I don’t know. I mean, I didn’t student teach, I was alt cert, but when I had student teachers they either did or shadowed my whole job and were there there whole day for those kinds of duties. They went to all the meetings etc.

One big difference is though that I was tenured and a union rep so admin did not fuck with me but I always personally explained that’s not how first year is.
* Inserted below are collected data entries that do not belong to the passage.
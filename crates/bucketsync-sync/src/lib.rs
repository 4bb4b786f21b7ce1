//! BucketSync Sync - Directory synchronization engine
//!
//! Provides:
//! - Tree upload through a bounded worker pool with per-file retry
//! - Recursive tree download
//! - The local filesystem adapter
//!
//! ## Modules
//!
//! - [`engine`] - [`DirectorySyncEngine`] orchestrating tree transfers
//! - [`filesystem`] - Local filesystem adapter (atomic writes, streamed MD5)
//! - [`retry`] - Exponential backoff for transient failures

pub mod engine;
pub mod filesystem;
pub mod retry;

pub use engine::{DirectorySyncEngine, TreeDownloadSummary, TreeUploadOptions, TreeUploadSummary};
pub use filesystem::LocalFileSystemAdapter;
pub use retry::RetryPolicy;
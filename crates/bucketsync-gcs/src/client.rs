//! Cloud Storage JSON API client
//!
//! Handles authentication headers, URL construction, and mapping of
//! non-success statuses to [`GcsError`].
//!
//! Object names are sent as single path segments, so `/` inside a name is
//! percent-encoded (`dir/a.txt` becomes `dir%2Fa.txt`) as the JSON API
//! requires.
//!
//! ## Usage
//!
//! ```rust,no_run
//! use bucketsync_gcs::client::GcsClient;
//!
//! # async fn example() -> Result<(), bucketsync_gcs::GcsError> {
//! let client = GcsClient::new(Some("access-token-here".to_string()));
//! let url = client.object_url("my-bucket", "dir/file.txt")?;
//! let meta: serde_json::Value = client.get_json(url).await?;
//! # Ok(())
//! # }
//! ```

use reqwest::{Client, Method, RequestBuilder, Response};
use serde::de::DeserializeOwned;
use tracing::debug;
use url::Url;

use crate::GcsError;

/// Public Cloud Storage endpoint
pub const GCS_BASE_URL: &str = "https://storage.googleapis.com";

/// HTTP client for Cloud Storage JSON API calls
#[derive(Debug, Clone)]
pub struct GcsClient {
    /// The underlying HTTP client
    client: Client,
    /// Scheme, host and optional path prefix of the API
    base_url: String,
    /// Bearer token; `None` sends unauthenticated requests
    access_token: Option<String>,
}

impl GcsClient {
    /// Creates a client for the public endpoint
    pub fn new(access_token: Option<String>) -> Self {
        Self::with_base_url(access_token, GCS_BASE_URL)
    }

    /// Creates a client for a custom endpoint (emulators, tests)
    pub fn with_base_url(access_token: Option<String>, base_url: impl Into<String>) -> Self {
        Self {
            client: Client::new(),
            base_url: base_url.into().trim_end_matches('/').to_string(),
            access_token,
        }
    }

    /// Returns the base URL for API requests
    pub fn base_url(&self) -> &str {
        &self.base_url
    }

    /// Returns true if requests carry a bearer token
    pub fn is_authenticated(&self) -> bool {
        self.access_token.is_some()
    }

    // ========================================================================
    // URL construction
    // ========================================================================

    /// Builds `<base>/<segments...>` with each segment percent-encoded
    pub fn url(&self, segments: &[&str]) -> Result<Url, GcsError> {
        let mut url = Url::parse(&self.base_url)?;
        url.path_segments_mut()
            .map_err(|_| GcsError::InvalidResponse(format!("base URL {} cannot hold a path", self.base_url)))?
            .pop_if_empty()
            .extend(segments);
        Ok(url)
    }

    /// `/storage/v1/b/<bucket>/o`
    pub fn objects_url(&self, bucket: &str) -> Result<Url, GcsError> {
        self.url(&["storage", "v1", "b", bucket, "o"])
    }

    /// `/storage/v1/b/<bucket>/o/<name>`
    pub fn object_url(&self, bucket: &str, name: &str) -> Result<Url, GcsError> {
        self.url(&["storage", "v1", "b", bucket, "o", name])
    }

    /// `/upload/storage/v1/b/<bucket>/o`
    pub fn upload_url(&self, bucket: &str) -> Result<Url, GcsError> {
        self.url(&["upload", "storage", "v1", "b", bucket, "o"])
    }

    /// `/storage/v1/b/<bucket>/o/<source>/copyTo/b/<bucket>/o/<destination>`
    pub fn copy_url(&self, bucket: &str, source: &str, destination: &str) -> Result<Url, GcsError> {
        self.url(&[
            "storage", "v1", "b", bucket, "o", source, "copyTo", "b", bucket, "o", destination,
        ])
    }

    // ========================================================================
    // Requests
    // ========================================================================

    /// Creates a request builder, adding the Authorization header when a
    /// token is configured
    pub fn request(&self, method: Method, url: Url) -> RequestBuilder {
        let builder = self.client.request(method, url);
        match &self.access_token {
            Some(token) => builder.bearer_auth(token),
            None => builder,
        }
    }

    /// Sends a request and turns non-success statuses into [`GcsError`]
    pub async fn send(&self, builder: RequestBuilder) -> Result<Response, GcsError> {
        let response = builder.send().await?;
        let status = response.status();
        if status.is_success() {
            return Ok(response);
        }
        let body = response.text().await.unwrap_or_default();
        debug!(status = status.as_u16(), "request failed");
        Err(GcsError::from_status(status, body))
    }

    /// Sends a request and parses the JSON response body
    pub async fn send_json<T: DeserializeOwned>(&self, builder: RequestBuilder) -> Result<T, GcsError> {
        let response = self.send(builder).await?;
        let bytes = response.bytes().await?;
        serde_json::from_slice(&bytes).map_err(|e| GcsError::InvalidResponse(e.to_string()))
    }

    /// `GET` a JSON resource
    pub async fn get_json<T: DeserializeOwned>(&self, url: Url) -> Result<T, GcsError> {
        self.send_json(self.request(Method::GET, url)).await
    }
}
What they didn’t do much of: designing and developing curriculum (even when I gave them the chance or they had to for assignments, most lacked that skill and wanted lessons or resources to use; I always wrote a full curriculum from scratch, never used anything scripted) and grading (they could mark but grading things like writing with comments/feedback they usually lacked the capacity for) but both of those are core to teaching IMO

What was made easier: classroom management isn’t the same because the systems are set up by me and the kids know I’m not going to let them get away with too much at the end of the day; ST wasn’t really “alone” (This was irrelevant to a degree most of the time I had an ST because classroom management wasn’t an issue in the kids I had though)

What was “false”: by the time I had most of my student teachers, I was teaching in a nice high school and all kids who were college bound. I took STs in my old title 1 MS too but very few wanted to come and most quit before finishing. Many quit before finishing district wide or never taught after though. Lots of people realize d ST sucked too.